Carlos acordara cedo,ainda estava escuro,era por volta das três da madrugada,as sirenes de polícia o fizeram despertar.Se levantou,esfregou os olhos ainda pregados,a garrafa de whisky ainda estava sobre a cabeceira da cama, abriu a cortina,abriu um pouco a janela e olhou lá para baixo,uma multidão estava em volta de um corpo que havia acabado de se jogar,a chuva que caía juntamente com os trovões não amedrontava as pessoas curiosas que tiravam fotos enquanto os policiais tentavam conte-la.Carlos fechou a janela e a cortina,ligou seu toca discos, pegou o giz de cera e começou a escrever na parede,coisas que somente ele entendia,números,frases,versos conectados por preposições conhecidas somente por ele,depois de cerca de vinte e cinco minutos parou de escrever,jogou o giz de cera no chão e jogou-se na cama ficando a olhar o ventilador com espátulas de madeira que girava no teto azul de seu apartamento.O toca disco parou,ele começou a escutar a chuva que iá contra a sua janela,o barulho das sirenes cintilava com menas intensidade em sua cabeça,um silêncio profundo e perfeito estava naquele quarto escuro.

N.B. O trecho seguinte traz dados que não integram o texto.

// Ride handlers: offer, browse, join, leave, cancel

use axum::{
    extract::{Path, Query, State},
    http::StatusCode,
    Json,
};
use chrono::{DateTime, Utc};
use serde::Deserialize;
use serde_json::{json, Value};
use tracing::{info, instrument};
use uuid::Uuid;

use crate::auth::Identity;
use crate::config::state::AppState;
use crate::models::ride::{rank_nearby, validate_coordinates};
use crate::models::{NearbyRide, NewRide, Ride, RideStatus};
use crate::utils::api_error::{ApiError, ApiResult};
use crate::utils::response_handler::HandlerResponse;

pub const DEFAULT_RADIUS_KM: f64 = 10.0;
pub const MAX_RADIUS_KM: f64 = 100.0;

#[derive(Debug, Deserialize)]
pub struct NearbyParams {
    pub lat: Option<f64>,
    pub lng: Option<f64>,
    pub radius_km: Option<f64>,
}

/// Rides the caller drives or has joined
#[instrument(name = "list_rides", skip(state, identity), fields(user_id = %identity.user_id))]
pub async fn list_rides(State(state): State<AppState>, identity: Identity) -> ApiResult {
    let rides: Vec<Ride> = state.repository.list_rides_for_user(identity.user_id).await?;
    let items: Vec<Value> = rides.iter().map(Ride::to_json).collect();

    Ok(HandlerResponse::new(StatusCode::OK).data(json!({
        "rides": items,
        "count": items.len(),
    })))
}

#[instrument(name = "create_ride", skip(state, identity, body), fields(user_id = %identity.user_id))]
pub async fn create_ride(
    State(state): State<AppState>,
    identity: Identity,
    Json(body): Json<NewRide>,
) -> ApiResult {
    let ride: NewRide = body.validated(Utc::now()).map_err(ApiError::BadRequest)?;
    let created: Ride = state.repository.create_ride(identity.user_id, ride).await?;

    info!("User {} offered ride {}", identity.user_id, created.id);

    Ok(HandlerResponse::new(StatusCode::CREATED)
        .data(created.to_json())
        .message("Ride created"))
}

/// Active upcoming rides whose origin is within the radius
#[instrument(name = "nearby_rides", skip(state, identity), fields(user_id = %identity.user_id))]
pub async fn nearby_rides(
    State(state): State<AppState>,
    identity: Identity,
    Query(params): Query<NearbyParams>,
) -> ApiResult {
    let (lat, lng) = match (params.lat, params.lng) {
        (Some(lat), Some(lng)) => (lat, lng),
        _ => return Err(ApiError::BadRequest("lat and lng are required".to_string())),
    };
    validate_coordinates(lat, lng).map_err(ApiError::BadRequest)?;

    let radius_km: f64 = params.radius_km.unwrap_or(DEFAULT_RADIUS_KM);
    if !radius_km.is_finite() || radius_km <= 0.0 || radius_km > MAX_RADIUS_KM {
        return Err(ApiError::BadRequest(format!(
            "radius_km must be greater than 0 and at most {MAX_RADIUS_KM}"
        )));
    }

    let now: DateTime<Utc> = Utc::now();
    let candidates: Vec<Ride> = state.repository.list_active_rides(now).await?;
    let nearby: Vec<NearbyRide> = rank_nearby(candidates, lat, lng, radius_km, now);
    let items: Vec<Value> = nearby.iter().map(NearbyRide::to_json).collect();

    Ok(HandlerResponse::new(StatusCode::OK).data(json!({
        "rides": items,
        "count": items.len(),
        "radius_km": radius_km,
    })))
}

#[instrument(name = "ride_detail", skip(state, identity), fields(user_id = %identity.user_id))]
pub async fn ride_detail(
    State(state): State<AppState>,
    identity: Identity,
    Path(id): Path<String>,
) -> ApiResult {
    let ride: Ride = load_ride(&state, &id).await?;

    Ok(HandlerResponse::new(StatusCode::OK).data(ride.to_json()))
}

#[instrument(name = "join_ride", skip(state, identity), fields(user_id = %identity.user_id))]
pub async fn join_ride(
    State(state): State<AppState>,
    identity: Identity,
    Path(id): Path<String>,
) -> ApiResult {
    let ride: Ride = load_ride(&state, &id).await?;

    if ride.status != RideStatus::Active {
        return Err(ApiError::Conflict("Ride is not active".to_string()));
    }
    if ride.departure_time <= Utc::now() {
        return Err(ApiError::Conflict("Ride has already departed".to_string()));
    }
    if ride.driver_id == identity.user_id {
        return Err(ApiError::BadRequest("You cannot join your own ride".to_string()));
    }
    if ride.is_participant(identity.user_id) {
        return Err(ApiError::Conflict("You already joined this ride".to_string()));
    }
    if ride.seats_available() == 0 {
        return Err(ApiError::Conflict("ride is full".to_string()));
    }

    // * The repository re-checks capacity atomically
    let updated: Ride = state.repository.add_participant(ride.id, identity.user_id).await?;
    info!("User {} joined ride {}", identity.user_id, updated.id);

    Ok(HandlerResponse::new(StatusCode::OK)
        .data(updated.to_json())
        .message("Joined ride"))
}

#[instrument(name = "leave_ride", skip(state, identity), fields(user_id = %identity.user_id))]
pub async fn leave_ride(
    State(state): State<AppState>,
    identity: Identity,
    Path(id): Path<String>,
) -> ApiResult {
    let ride: Ride = load_ride(&state, &id).await?;

    if !ride.is_participant(identity.user_id) {
        return Err(ApiError::Conflict("You are not a participant of this ride".to_string()));
    }

    let updated: Ride = state.repository.remove_participant(ride.id, identity.user_id).await?;
    info!("User {} left ride {}", identity.user_id, updated.id);

    Ok(HandlerResponse::new(StatusCode::OK)
        .data(updated.to_json())
        .message("Left ride"))
}

#[instrument(name = "cancel_ride", skip(state, identity), fields(user_id = %identity.user_id))]
pub async fn cancel_ride(
    State(state): State<AppState>,
    identity: Identity,
    Path(id): Path<String>,
) -> ApiResult {
    let ride: Ride = load_ride(&state, &id).await?;

    if ride.driver_id != identity.user_id {
        return Err(ApiError::Forbidden("Only the driver can cancel a ride".to_string()));
    }
    if ride.status != RideStatus::Active {
        return Err(ApiError::Conflict("Ride is not active".to_string()));
    }

    let updated: Ride = state.repository.set_ride_status(ride.id, RideStatus::Cancelled).await?;
    info!("User {} cancelled ride {}", identity.user_id, updated.id);

    Ok(HandlerResponse::new(StatusCode::OK)
        .data(updated.to_json())
        .message("Ride cancelled"))
}

// =============================================================================
// INTERNAL
// =============================================================================

fn parse_ride_id(raw: &str) -> Result<Uuid, ApiError> {
    Uuid::parse_str(raw).map_err(|_| ApiError::BadRequest(format!("Invalid ride id '{raw}'")))
}

async fn load_ride(state: &AppState, raw_id: &str) -> Result<Ride, ApiError> {
    let id: Uuid = parse_ride_id(raw_id)?;

    state
        .repository
        .get_ride(id)
        .await?
        .ok_or_else(|| ApiError::NotFound("Ride not found".to_string()))
}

"Os dias percorrem como loucos,ah mundo insano em que o sanatório somos nós". Carlos terminara de escrever essa frase na parede,bem ao lado do acontecimento da madrugada passada que também havia gravado la.Jogou novamente o giz no chão como havia feito na noite passada,foi até a cozinha,abriu a geladeira e pegou a garrafa de whisky e começou a tomar direto do gargalo,caminhou de volta para seu quarto,ficou inerte frente a porta, a observar tudo o que havia escrito na parede,uma certa agonia,maior do que todas as outras que havia sentido,tomara conta de seu coração naquele momento.Tomava um gole da bebida cada vez em intervalos menores,seus olhos aflitos a fitarem os acontecimentos descritos nas paredes brancas,não mais daquela cor,pois estavam totalmente marcadas com aquelas palavras,que agora lhe afligiam a alma.Carlos começou a ficar zonzo, a cambalear,até que caiu sobre o tapete ao lado de sua cama,desacordado.

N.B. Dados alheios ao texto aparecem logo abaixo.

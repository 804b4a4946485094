// Friends and user search handlers

use axum::{
    extract::{Query, State},
    http::StatusCode,
    Json,
};
use serde::Deserialize;
use serde_json::json;
use tracing::{info, instrument};
use uuid::Uuid;

use crate::auth::Identity;
use crate::config::state::AppState;
use crate::models::{FriendRequest, FriendStatus, Friendship, User, UserSummary};
use crate::utils::api_error::{ApiError, ApiResult};
use crate::utils::response_handler::HandlerResponse;

const MIN_SEARCH_LEN: usize = 2;
const SEARCH_LIMIT: usize = 20;

#[derive(Debug, Deserialize)]
pub struct AddFriendRequest {
    pub friend_id: Uuid,
}

#[derive(Debug, Deserialize)]
pub struct AddFriendByUsernameRequest {
    pub username: String,
}

#[derive(Debug, Deserialize)]
pub struct SearchParams {
    pub q: Option<String>,
}

/// Accepted friends of the caller
#[instrument(name = "list_friends", skip(state, identity), fields(user_id = %identity.user_id))]
pub async fn list_friends(State(state): State<AppState>, identity: Identity) -> ApiResult {
    let friends: Vec<UserSummary> = state.repository.list_friends(identity.user_id).await?;

    Ok(HandlerResponse::new(StatusCode::OK).data(json!({
        "friends": friends,
        "count": friends.len(),
    })))
}

/// Sends (or accepts) a friend request by user id
#[instrument(name = "add_friend", skip(state, identity), fields(user_id = %identity.user_id))]
pub async fn add_friend(
    State(state): State<AppState>,
    identity: Identity,
    Json(request): Json<AddFriendRequest>,
) -> ApiResult {
    let target: User = state
        .repository
        .get_user(request.friend_id)
        .await?
        .ok_or_else(|| ApiError::NotFound("User not found".to_string()))?;

    send_friend_request(&state, identity.user_id, target).await
}

/// Same as `add_friend`, looking the target up by username
#[instrument(name = "add_friend_by_username", skip(state, identity), fields(user_id = %identity.user_id))]
pub async fn add_friend_by_username(
    State(state): State<AppState>,
    identity: Identity,
    Json(request): Json<AddFriendByUsernameRequest>,
) -> ApiResult {
    let username: &str = request.username.trim();
    if username.is_empty() {
        return Err(ApiError::BadRequest("username is required".to_string()));
    }

    let target: User = state
        .repository
        .find_user_by_username(username)
        .await?
        .ok_or_else(|| ApiError::NotFound(format!("No user with username '{username}'")))?;

    send_friend_request(&state, identity.user_id, target).await
}

/// Pending requests waiting on the caller
#[instrument(name = "friend_requests", skip(state, identity), fields(user_id = %identity.user_id))]
pub async fn friend_requests(State(state): State<AppState>, identity: Identity) -> ApiResult {
    let requests: Vec<FriendRequest> = state.repository.list_friend_requests(identity.user_id).await?;

    Ok(HandlerResponse::new(StatusCode::OK).data(json!({
        "requests": requests,
        "count": requests.len(),
    })))
}

/// Finds other users by name or username
#[instrument(name = "search_users", skip(state, identity), fields(user_id = %identity.user_id))]
pub async fn search_users(
    State(state): State<AppState>,
    identity: Identity,
    Query(params): Query<SearchParams>,
) -> ApiResult {
    let query: String = params.q.unwrap_or_default().trim().to_string();
    if query.chars().count() < MIN_SEARCH_LEN {
        return Err(ApiError::BadRequest(format!(
            "Search query must be at least {MIN_SEARCH_LEN} characters"
        )));
    }

    let users: Vec<UserSummary> = state
        .repository
        .search_users(&query, identity.user_id, SEARCH_LIMIT)
        .await?;

    Ok(HandlerResponse::new(StatusCode::OK).data(json!({
        "users": users,
        "count": users.len(),
    })))
}

// =============================================================================
// INTERNAL
// =============================================================================

/// A pending request from the target is accepted instead of duplicated
async fn send_friend_request(state: &AppState, from: Uuid, target: User) -> ApiResult {
    if target.id == from {
        return Err(ApiError::BadRequest("You cannot add yourself as a friend".to_string()));
    }

    let existing: Option<Friendship> = state.repository.friendship_between(from, target.id).await?;

    match existing {
        Some(f) if f.status == FriendStatus::Accepted => {
            Err(ApiError::Conflict("You are already friends".to_string()))
        }
        Some(f) if f.requester_id == from => {
            Err(ApiError::Conflict("Friend request already sent".to_string()))
        }
        Some(_) => {
            state.repository.accept_friend_request(target.id, from).await?;
            info!("User {} accepted friend request from {}", from, target.id);

            Ok(HandlerResponse::new(StatusCode::OK)
                .data(json!({ "status": FriendStatus::Accepted, "friend": target.summary() }))
                .message("Friend request accepted"))
        }
        None => {
            state.repository.create_friend_request(from, target.id).await?;
            info!("User {} sent a friend request to {}", from, target.id);

            Ok(HandlerResponse::new(StatusCode::CREATED)
                .data(json!({ "status": FriendStatus::Pending, "friend": target.summary() }))
                .message("Friend request sent"))
        }
    }
}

O dia seguinte,era uma manhã de segunda-feira,Carlos acordara com dores em sua cabeça,a garrafa de whisky havia se quebrado,o liquido derramado sobre o tapete e o barulho das buzinas de carro o faziam quase desmaiar novamente,olhou no relógio,eram oito e meia,logo as onze horas ele teria que estar na universidade.Levantou-se ainda meio cambaleando e começou a andar pelo corredor em direção ao banheiro;todas as paredes pelo corredor estavam escritas,Carlos não lembrava-se se havia escrito tudo aquilo,ele só se lembrava de que havia bebido demais e apagado sobre o tapete,mais nada,a noite passada era apenas uma mancha cinza em sua cabeça.Mesmo assustado,continuou a caminhar até o banheiro,abriu a porta de madeira,e as paredes do banheiro também estava todas escritas,sua caixa de giz de cera estava no chão,ele olhou para suas mãos que estavam manchadas,deu um passo para trás como se não quisesse acreditar que havia feito tudo aquilo.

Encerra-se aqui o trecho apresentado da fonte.